(Collected data entries)
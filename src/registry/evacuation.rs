//! Evacuation coordination.
//!
//! The coordinator asks a backend to vacate its players, tracks the
//! in-flight request against a deadline, and settles the outcome. The
//! backend chooses its own target servers from its cached announcements;
//! the core only triggers and records.

use crate::bus::messages::{EvacuationRequest, EvacuationResponse};
use crate::bus::{Bus, Envelope, channels};
use crate::clock::Clock;
use crate::error::{RegistryError, RegistryResult};
use crate::registry::backends::BackendRegistry;
use crate::registry::{IdRole, NodeStatus, Transition};
use dashmap::DashMap;
use std::sync::Arc;

#[derive(Debug, Clone)]
struct InFlight {
    nonce: String,
    requested_at_ms: u64,
    reason: String,
}

/// Tracks evacuation requests from trigger to settlement.
pub struct EvacuationCoordinator {
    backends: Arc<BackendRegistry>,
    bus: Arc<dyn Bus>,
    clock: Arc<dyn Clock>,
    deadline_ms: u64,
    sender_id: String,
    in_flight: DashMap<u32, InFlight>,
}

impl EvacuationCoordinator {
    pub fn new(
        backends: Arc<BackendRegistry>,
        bus: Arc<dyn Bus>,
        clock: Arc<dyn Clock>,
        deadline_ms: u64,
        sender_id: String,
    ) -> Self {
        Self {
            backends,
            bus,
            clock,
            deadline_ms,
            sender_id,
            in_flight: DashMap::new(),
        }
    }

    /// Ask a backend to evacuate. Marks it EVACUATING, sends the directed
    /// request, and starts the deadline timer.
    ///
    /// Returns the applied transition so the caller can fan it out.
    pub async fn evacuate(&self, id: u32, reason: &str) -> RegistryResult<Transition> {
        if self.in_flight.contains_key(&id) {
            return Err(RegistryError::Invariant(format!(
                "evacuation already in flight for {}",
                IdRole::Backend.render(id)
            )));
        }
        let transition = self.backends.set_status(id, NodeStatus::Evacuating)?;

        let nonce = uuid::Uuid::new_v4().to_string();
        let token = IdRole::Backend.render(id);
        let request = EvacuationRequest {
            id: token.clone(),
            reason: reason.to_string(),
            nonce: nonce.clone(),
        };
        self.in_flight.insert(
            id,
            InFlight {
                nonce: nonce.clone(),
                requested_at_ms: self.clock.mono_ms(),
                reason: reason.to_string(),
            },
        );

        let envelope = Envelope::new(channels::EVACUATION, &self.sender_id, &request)
            .map_err(|e| RegistryError::Invariant(format!("evacuation request encode: {e}")))?;
        if let Err(e) = self.bus.publish(channels::EVACUATION, envelope).await {
            // The request never left; roll the tracking back and let the
            // caller decide. The status stays EVACUATING for the operator.
            self.in_flight.remove(&id);
            tracing::error!(id = %token, error = %e, "Failed to send evacuation request");
            return Err(RegistryError::Invariant(format!(
                "evacuation request for {token} not sent: {e}"
            )));
        }

        crate::metrics::EVACUATIONS_REQUESTED.inc();
        tracing::info!(id = %token, reason, nonce = %nonce, "Evacuation requested");
        Ok(transition)
    }

    /// Settle an evacuation response. Duplicates (already settled, or never
    /// requested) are ignored.
    ///
    /// Success demotes the backend to UNAVAILABLE; the monitor ages it to
    /// DEAD from there. Failure leaves it EVACUATING for the operator.
    pub fn handle_response(&self, response: &EvacuationResponse) -> RegistryResult<Option<Transition>> {
        let Some((_, id)) = IdRole::parse(&response.id).filter(|(role, _)| *role == IdRole::Backend)
        else {
            return Err(RegistryError::NotFound(response.id.clone()));
        };
        let Some((_, pending)) = self.in_flight.remove(&id) else {
            tracing::debug!(id = %response.id, "Duplicate or unsolicited evacuation response ignored");
            return Ok(None);
        };

        if response.succeeded {
            crate::metrics::EVACUATIONS_SUCCEEDED.inc();
            tracing::info!(
                id = %response.id,
                evacuated = response.evacuated,
                failed = response.failed,
                nonce = %pending.nonce,
                "Evacuation succeeded"
            );
            let transition = self.backends.set_status(id, NodeStatus::Unavailable)?;
            Ok(Some(transition))
        } else {
            crate::metrics::EVACUATIONS_FAILED.inc();
            tracing::warn!(
                id = %response.id,
                evacuated = response.evacuated,
                failed = response.failed,
                message = ?response.message,
                "Evacuation failed, entry left EVACUATING for operator review"
            );
            Ok(None)
        }
    }

    /// Expire in-flight requests past the deadline. Each expired backend is
    /// demoted to UNAVAILABLE so ordinary aging resumes.
    pub fn sweep(&self) -> Vec<Transition> {
        let now_ms = self.clock.mono_ms();
        let expired: Vec<u32> = self
            .in_flight
            .iter()
            .filter(|entry| now_ms.saturating_sub(entry.requested_at_ms) > self.deadline_ms)
            .map(|entry| *entry.key())
            .collect();

        let mut transitions = Vec::new();
        for id in expired {
            let Some((_, pending)) = self.in_flight.remove(&id) else {
                continue;
            };
            crate::metrics::EVACUATIONS_FAILED.inc();
            tracing::warn!(
                id = %IdRole::Backend.render(id),
                reason = %pending.reason,
                "Evacuation deadline expired without a response"
            );
            match self.backends.set_status(id, NodeStatus::Unavailable) {
                Ok(transition) => transitions.push(transition),
                Err(e) => {
                    // The entry may have been removed while we waited.
                    tracing::debug!(id = %IdRole::Backend.render(id), error = %e, "Timed-out evacuation had no entry to demote");
                }
            }
        }
        transitions
    }

    /// Number of evacuations awaiting a response. Console helper.
    pub fn pending_count(&self) -> usize {
        self.in_flight.len()
    }
}

#[cfg(test)]
mod tests {
    use super::*;
    use crate::bus::memory::InProcessBus;
    use crate::clock::ManualClock;
    use crate::registry::entry::BackendKind;
    use crate::registry::{AgingPolicy, BackendSpec};

    fn setup() -> (
        Arc<ManualClock>,
        Arc<BackendRegistry>,
        Arc<InProcessBus>,
        EvacuationCoordinator,
    ) {
        let clock = Arc::new(ManualClock::new());
        let backends = Arc::new(BackendRegistry::new(clock.clone(), 30_000, 300_000));
        let bus = Arc::new(InProcessBus::new());
        let coordinator = EvacuationCoordinator::new(
            backends.clone(),
            bus.clone(),
            clock.clone(),
            60_000,
            "registry-core".to_string(),
        );
        (clock, backends, bus, coordinator)
    }

    fn register(backends: &BackendRegistry) -> u32 {
        backends
            .register(&BackendSpec {
                temp_id: "temp-a".into(),
                address: "10.0.0.1".into(),
                port: 25566,
                kind: BackendKind::Mini,
                role: "game".into(),
                capacity: None,
            })
            .unwrap()
            .id()
    }

    fn response(id: &str, succeeded: bool) -> EvacuationResponse {
        EvacuationResponse {
            id: id.to_string(),
            succeeded,
            evacuated: 7,
            failed: if succeeded { 0 } else { 7 },
            message: None,
        }
    }

    #[tokio::test]
    async fn test_evacuate_sends_request_and_marks_status() {
        let (_clock, backends, bus, coordinator) = setup();
        let id = register(&backends);
        let mut rx = bus.subscribe(channels::EVACUATION);

        let transition = coordinator.evacuate(id, "maintenance").await.unwrap();
        assert_eq!(transition.to, NodeStatus::Evacuating);
        assert_eq!(backends.get(id).unwrap().status, NodeStatus::Evacuating);

        let envelope = rx.recv().await.unwrap();
        let request: EvacuationRequest = envelope.decode().unwrap();
        assert_eq!(request.id, "backend-0");
        assert_eq!(request.reason, "maintenance");
    }

    #[tokio::test]
    async fn test_success_demotes_to_unavailable() {
        let (_clock, backends, _bus, coordinator) = setup();
        let id = register(&backends);
        coordinator.evacuate(id, "drain").await.unwrap();

        let transition = coordinator
            .handle_response(&response("backend-0", true))
            .unwrap();
        assert_eq!(transition.unwrap().to, NodeStatus::Unavailable);
        assert_eq!(backends.get(id).unwrap().status, NodeStatus::Unavailable);
        assert_eq!(coordinator.pending_count(), 0);
    }

    #[tokio::test]
    async fn test_duplicate_response_is_ignored() {
        let (_clock, backends, _bus, coordinator) = setup();
        let id = register(&backends);
        coordinator.evacuate(id, "drain").await.unwrap();

        coordinator
            .handle_response(&response("backend-0", true))
            .unwrap();
        let second = coordinator
            .handle_response(&response("backend-0", true))
            .unwrap();
        assert!(second.is_none());
        assert_eq!(backends.get(id).unwrap().status, NodeStatus::Unavailable);
    }

    #[tokio::test]
    async fn test_failure_leaves_evacuating() {
        let (_clock, backends, _bus, coordinator) = setup();
        let id = register(&backends);
        coordinator.evacuate(id, "drain").await.unwrap();

        let settled = coordinator
            .handle_response(&response("backend-0", false))
            .unwrap();
        assert!(settled.is_none());
        assert_eq!(backends.get(id).unwrap().status, NodeStatus::Evacuating);
    }

    #[tokio::test]
    async fn test_timeout_demotes_and_aging_resumes() {
        let (clock, backends, _bus, coordinator) = setup();
        let id = register(&backends);
        coordinator.evacuate(id, "drain").await.unwrap();

        // Before the deadline nothing happens.
        clock.advance_secs(59);
        assert!(coordinator.sweep().is_empty());

        clock.advance_secs(2);
        let transitions = coordinator.sweep();
        assert_eq!(transitions.len(), 1);
        assert_eq!(transitions[0].to, NodeStatus::Unavailable);

        // Continued heartbeat silence now ages it to DEAD.
        let policy = AgingPolicy {
            soft_timeout_ms: 15_000,
            hard_timeout_ms: 60_000,
        };
        clock.advance_secs(1);
        let report = backends.sweep(&policy);
        assert_eq!(report.transitions[0].to, NodeStatus::Dead);
    }

    #[tokio::test]
    async fn test_double_evacuate_is_refused() {
        let (_clock, backends, _bus, coordinator) = setup();
        let id = register(&backends);
        coordinator.evacuate(id, "drain").await.unwrap();
        let err = coordinator.evacuate(id, "drain again").await.unwrap_err();
        assert!(err.is_invariant());
    }
}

--- Task description ---
Work out how many lines of the records contain the word "entry", and give only that number.

--- Response area ---
6